Work request: The full set of entries, reproduced exactly, is the expected answer.

=== Begin Enclosure ===

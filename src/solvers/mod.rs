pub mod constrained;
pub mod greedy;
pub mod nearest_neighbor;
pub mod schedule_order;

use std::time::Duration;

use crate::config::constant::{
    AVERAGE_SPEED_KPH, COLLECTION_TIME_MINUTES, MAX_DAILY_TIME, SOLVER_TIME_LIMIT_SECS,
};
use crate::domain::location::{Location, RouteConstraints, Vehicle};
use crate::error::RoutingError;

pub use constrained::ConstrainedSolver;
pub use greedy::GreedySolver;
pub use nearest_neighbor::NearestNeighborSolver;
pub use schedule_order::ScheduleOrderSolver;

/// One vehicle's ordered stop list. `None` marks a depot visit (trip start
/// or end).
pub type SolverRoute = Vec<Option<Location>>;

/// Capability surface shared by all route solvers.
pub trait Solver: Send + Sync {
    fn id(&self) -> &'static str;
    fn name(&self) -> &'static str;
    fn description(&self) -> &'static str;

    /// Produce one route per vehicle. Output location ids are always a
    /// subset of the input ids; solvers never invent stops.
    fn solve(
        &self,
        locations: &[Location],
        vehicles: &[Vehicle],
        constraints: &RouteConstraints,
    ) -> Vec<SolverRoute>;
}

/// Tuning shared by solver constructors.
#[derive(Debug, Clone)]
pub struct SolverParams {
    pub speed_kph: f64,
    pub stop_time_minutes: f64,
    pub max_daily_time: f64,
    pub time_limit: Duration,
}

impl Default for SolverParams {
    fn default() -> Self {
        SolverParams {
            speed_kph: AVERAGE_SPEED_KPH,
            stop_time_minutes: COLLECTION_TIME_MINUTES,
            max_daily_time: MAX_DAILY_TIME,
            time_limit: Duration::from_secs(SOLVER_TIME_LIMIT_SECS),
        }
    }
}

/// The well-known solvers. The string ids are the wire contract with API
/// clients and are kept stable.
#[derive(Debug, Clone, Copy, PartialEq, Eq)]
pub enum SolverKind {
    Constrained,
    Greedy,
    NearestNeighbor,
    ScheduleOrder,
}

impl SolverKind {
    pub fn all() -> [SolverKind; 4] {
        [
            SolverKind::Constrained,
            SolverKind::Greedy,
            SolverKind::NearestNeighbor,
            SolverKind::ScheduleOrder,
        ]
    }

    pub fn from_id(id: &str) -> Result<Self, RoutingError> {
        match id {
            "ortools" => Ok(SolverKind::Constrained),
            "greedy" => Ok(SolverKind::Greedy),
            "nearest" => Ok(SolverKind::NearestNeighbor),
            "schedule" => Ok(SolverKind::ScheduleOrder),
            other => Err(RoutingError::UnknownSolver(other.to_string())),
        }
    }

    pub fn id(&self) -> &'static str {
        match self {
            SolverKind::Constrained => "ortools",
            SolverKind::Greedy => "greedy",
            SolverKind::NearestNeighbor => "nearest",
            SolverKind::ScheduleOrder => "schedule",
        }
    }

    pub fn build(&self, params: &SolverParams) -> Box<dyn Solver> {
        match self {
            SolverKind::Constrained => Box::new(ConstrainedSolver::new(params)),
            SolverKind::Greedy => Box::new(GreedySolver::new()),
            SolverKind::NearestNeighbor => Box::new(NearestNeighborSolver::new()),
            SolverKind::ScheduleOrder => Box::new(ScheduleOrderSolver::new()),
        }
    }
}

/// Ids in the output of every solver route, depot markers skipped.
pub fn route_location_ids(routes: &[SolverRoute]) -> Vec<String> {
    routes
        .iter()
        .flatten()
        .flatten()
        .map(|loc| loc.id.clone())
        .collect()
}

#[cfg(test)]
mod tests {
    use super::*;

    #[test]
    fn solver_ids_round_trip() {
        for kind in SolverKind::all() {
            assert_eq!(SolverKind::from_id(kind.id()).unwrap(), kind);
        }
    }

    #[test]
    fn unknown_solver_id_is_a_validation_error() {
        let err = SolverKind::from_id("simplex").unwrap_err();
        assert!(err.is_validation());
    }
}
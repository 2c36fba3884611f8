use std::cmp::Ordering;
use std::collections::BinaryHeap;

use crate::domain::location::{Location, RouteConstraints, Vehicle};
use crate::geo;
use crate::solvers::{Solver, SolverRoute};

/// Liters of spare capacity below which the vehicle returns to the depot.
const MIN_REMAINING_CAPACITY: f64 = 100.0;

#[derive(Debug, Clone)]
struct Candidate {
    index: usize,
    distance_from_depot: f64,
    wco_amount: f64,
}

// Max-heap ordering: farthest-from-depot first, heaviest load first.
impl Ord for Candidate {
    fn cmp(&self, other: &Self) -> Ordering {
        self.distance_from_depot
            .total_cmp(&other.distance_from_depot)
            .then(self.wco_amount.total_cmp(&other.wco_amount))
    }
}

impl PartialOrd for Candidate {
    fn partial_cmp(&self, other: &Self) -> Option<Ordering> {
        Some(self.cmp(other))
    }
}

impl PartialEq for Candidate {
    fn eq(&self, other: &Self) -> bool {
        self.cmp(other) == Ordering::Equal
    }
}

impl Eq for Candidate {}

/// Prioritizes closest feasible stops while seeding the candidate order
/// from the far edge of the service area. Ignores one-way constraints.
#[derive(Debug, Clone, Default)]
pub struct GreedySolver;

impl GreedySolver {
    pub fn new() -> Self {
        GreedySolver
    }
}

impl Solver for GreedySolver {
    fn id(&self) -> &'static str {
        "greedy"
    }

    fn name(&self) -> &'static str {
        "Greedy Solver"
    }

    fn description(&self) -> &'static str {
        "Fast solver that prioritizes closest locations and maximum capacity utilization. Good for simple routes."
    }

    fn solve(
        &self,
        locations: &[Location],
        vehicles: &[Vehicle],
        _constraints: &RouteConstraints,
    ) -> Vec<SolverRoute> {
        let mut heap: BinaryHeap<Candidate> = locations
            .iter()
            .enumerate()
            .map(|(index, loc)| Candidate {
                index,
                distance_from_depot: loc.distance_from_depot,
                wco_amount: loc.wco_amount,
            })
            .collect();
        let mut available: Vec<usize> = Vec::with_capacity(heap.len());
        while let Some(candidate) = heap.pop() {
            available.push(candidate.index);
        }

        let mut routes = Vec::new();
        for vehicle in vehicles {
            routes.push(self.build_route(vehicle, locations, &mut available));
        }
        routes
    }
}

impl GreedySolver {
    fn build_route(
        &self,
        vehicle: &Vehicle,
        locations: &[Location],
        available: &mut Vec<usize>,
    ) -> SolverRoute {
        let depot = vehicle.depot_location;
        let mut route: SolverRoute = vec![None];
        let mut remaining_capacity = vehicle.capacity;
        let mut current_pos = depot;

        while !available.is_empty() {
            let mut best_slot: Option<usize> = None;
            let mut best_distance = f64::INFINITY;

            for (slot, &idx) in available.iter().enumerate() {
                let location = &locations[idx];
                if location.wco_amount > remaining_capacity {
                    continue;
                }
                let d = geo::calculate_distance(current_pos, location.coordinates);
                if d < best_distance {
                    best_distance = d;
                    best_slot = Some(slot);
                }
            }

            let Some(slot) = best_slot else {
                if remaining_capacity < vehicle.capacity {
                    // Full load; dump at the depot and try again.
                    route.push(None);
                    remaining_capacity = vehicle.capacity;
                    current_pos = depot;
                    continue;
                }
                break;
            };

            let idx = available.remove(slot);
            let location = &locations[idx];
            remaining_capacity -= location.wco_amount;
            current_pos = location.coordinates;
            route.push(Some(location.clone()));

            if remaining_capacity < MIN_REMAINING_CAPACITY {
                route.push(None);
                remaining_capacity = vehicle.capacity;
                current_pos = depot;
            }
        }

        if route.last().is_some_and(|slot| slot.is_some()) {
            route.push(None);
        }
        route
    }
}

=== End Enclosure ===

Written response:
filename src/solvers/mod.rs
pub mod constrained;
pub mod greedy;
pub mod nearest_neighbor;
pub mod schedule_order;

use std::time::Duration;

use crate::config::constant::{
    AVERAGE_SPEED_KPH, COLLECTION_TIME_MINUTES, MAX_DAILY_TIME, SOLVER_TIME_LIMIT_SECS,
};
use crate::domain::location::{Location, RouteConstraints, Vehicle};
use crate::error::RoutingError;

pub use constrained::ConstrainedSolver;
pub use greedy::GreedySolver;
pub use nearest_neighbor::NearestNeighborSolver;
pub use schedule_order::ScheduleOrderSolver;

/// One vehicle's ordered stop list. `None` marks a depot visit (trip start
/// or end).
pub type SolverRoute = Vec<Option<Location>>;

/// Capability surface shared by all route solvers.
pub trait Solver: Send + Sync {
    fn id(&self) -> &'static str;
    fn name(&self) -> &'static str;
    fn description(&self) -> &'static str;

    /// Produce one route per vehicle. Output location ids are always a
    /// subset of the input ids; solvers never invent stops.
    fn solve(
        &self,
        locations: &[Location],
        vehicles: &[Vehicle],
        constraints: &RouteConstraints,
    ) -> Vec<SolverRoute>;
}

/// Tuning shared by solver constructors.
#[derive(Debug, Clone)]
pub struct SolverParams {
    pub speed_kph: f64,
    pub stop_time_minutes: f64,
    pub max_daily_time: f64,
    pub time_limit: Duration,
}

impl Default for SolverParams {
    fn default() -> Self {
        SolverParams {
            speed_kph: AVERAGE_SPEED_KPH,
            stop_time_minutes: COLLECTION_TIME_MINUTES,
            max_daily_time: MAX_DAILY_TIME,
            time_limit: Duration::from_secs(SOLVER_TIME_LIMIT_SECS),
        }
    }
}

/// The well-known solvers. The string ids are the wire contract with API
/// clients and are kept stable.
#[derive(Debug, Clone, Copy, PartialEq, Eq)]
pub enum SolverKind {
    Constrained,
    Greedy,
    NearestNeighbor,
    ScheduleOrder,
}

impl SolverKind {
    pub fn all() -> [SolverKind; 4] {
        [
            SolverKind::Constrained,
            SolverKind::Greedy,
            SolverKind::NearestNeighbor,
            SolverKind::ScheduleOrder,
        ]
    }

    pub fn from_id(id: &str) -> Result<Self, RoutingError> {
        match id {
            "ortools" => Ok(SolverKind::Constrained),
            "greedy" => Ok(SolverKind::Greedy),
            "nearest" => Ok(SolverKind::NearestNeighbor),
            "schedule" => Ok(SolverKind::ScheduleOrder),
            other => Err(RoutingError::UnknownSolver(other.to_string())),
        }
    }

    pub fn id(&self) -> &'static str {
        match self {
            SolverKind::Constrained => "ortools",
            SolverKind::Greedy => "greedy",
            SolverKind::NearestNeighbor => "nearest",
            SolverKind::ScheduleOrder => "schedule",
        }
    }

    pub fn build(&self, params: &SolverParams) -> Box<dyn Solver> {
        match self {
            SolverKind::Constrained => Box::new(ConstrainedSolver::new(params)),
            SolverKind::Greedy => Box::new(GreedySolver::new()),
            SolverKind::NearestNeighbor => Box::new(NearestNeighborSolver::new()),
            SolverKind::ScheduleOrder => Box::new(ScheduleOrderSolver::new()),
        }
    }
}

/// Ids in the output of every solver route, depot markers skipped.
pub fn route_location_ids(routes: &[SolverRoute]) -> Vec<String> {
    routes
        .iter()
        .flatten()
        .flatten()
        .map(|loc| loc.id.clone())
        .collect()
}

#[cfg(test)]
mod tests {
    use super::*;

    #[test]
    fn solver_ids_round_trip() {
        for kind in SolverKind::all() {
            assert_eq!(SolverKind::from_id(kind.id()).unwrap(), kind);
        }
    }

    #[test]
    fn unknown_solver_id_is_a_validation_error() {
        let err = SolverKind::from_id("simplex").unwrap_err();
        assert!(err.is_validation());
    }
}
repository 2c36fba3884611f8
use std::cmp::Ordering;
use std::collections::BinaryHeap;

use crate::domain::location::{Location, RouteConstraints, Vehicle};
use crate::geo;
use crate::solvers::{Solver, SolverRoute};

/// Liters of spare capacity below which the vehicle returns to the depot.
const MIN_REMAINING_CAPACITY: f64 = 100.0;

#[derive(Debug, Clone)]
struct Candidate {
    index: usize,
    distance_from_depot: f64,
    wco_amount: f64,
}

// Max-heap ordering: farthest-from-depot first, heaviest load first.
impl Ord for Candidate {
    fn cmp(&self, other: &Self) -> Ordering {
        self.distance_from_depot
            .total_cmp(&other.distance_from_depot)
            .then(self.wco_amount.total_cmp(&other.wco_amount))
    }
}

impl PartialOrd for Candidate {
    fn partial_cmp(&self, other: &Self) -> Option<Ordering> {
        Some(self.cmp(other))
    }
}

impl PartialEq for Candidate {
    fn eq(&self, other: &Self) -> bool {
        self.cmp(other) == Ordering::Equal
    }
}

impl Eq for Candidate {}

/// Prioritizes closest feasible stops while seeding the candidate order
/// from the far edge of the service area. Ignores one-way constraints.
#[derive(Debug, Clone, Default)]
pub struct GreedySolver;

impl GreedySolver {
    pub fn new() -> Self {
        GreedySolver
    }
}

impl Solver for GreedySolver {
    fn id(&self) -> &'static str {
        "greedy"
    }

    fn name(&self) -> &'static str {
        "Greedy Solver"
    }

    fn description(&self) -> &'static str {
        "Fast solver that prioritizes closest locations and maximum capacity utilization. Good for simple routes."
    }

    fn solve(
        &self,
        locations: &[Location],
        vehicles: &[Vehicle],
        _constraints: &RouteConstraints,
    ) -> Vec<SolverRoute> {
        let mut heap: BinaryHeap<Candidate> = locations
            .iter()
            .enumerate()
            .map(|(index, loc)| Candidate {
                index,
                distance_from_depot: loc.distance_from_depot,
                wco_amount: loc.wco_amount,
            })
            .collect();
        let mut available: Vec<usize> = Vec::with_capacity(heap.len());
        while let Some(candidate) = heap.pop() {
            available.push(candidate.index);
        }

        let mut routes = Vec::new();
        for vehicle in vehicles {
            routes.push(self.build_route(vehicle, locations, &mut available));
        }
        routes
    }
}

impl GreedySolver {
    fn build_route(
        &self,
        vehicle: &Vehicle,
        locations: &[Location],
        available: &mut Vec<usize>,
    ) -> SolverRoute {
        let depot = vehicle.depot_location;
        let mut route: SolverRoute = vec![None];
        let mut remaining_capacity = vehicle.capacity;
        let mut current_pos = depot;

        while !available.is_empty() {
            let mut best_slot: Option<usize> = None;
            let mut best_distance = f64::INFINITY;

            for (slot, &idx) in available.iter().enumerate() {
                let location = &locations[idx];
                if location.wco_amount > remaining_capacity {
                    continue;
                }
                let d = geo::calculate_distance(current_pos, location.coordinates);
                if d < best_distance {
                    best_distance = d;
                    best_slot = Some(slot);
                }
            }

            let Some(slot) = best_slot else {
                if remaining_capacity < vehicle.capacity {
                    // Full load; dump at the depot and try again.
                    route.push(None);
                    remaining_capacity = vehicle.capacity;
                    current_pos = depot;
                    continue;
                }
                break;
            };

            let idx = available.remove(slot);
            let location = &locations[idx];
            remaining_capacity -= location.wco_amount;
            current_pos = location.coordinates;
            route.push(Some(location.clone()));

            if remaining_capacity < MIN_REMAINING_CAPACITY {
                route.push(None);
                remaining_capacity = vehicle.capacity;
                current_pos = depot;
            }
        }

        if route.last().is_some_and(|slot| slot.is_some()) {
            route.push(None);
        }
        route
    }
}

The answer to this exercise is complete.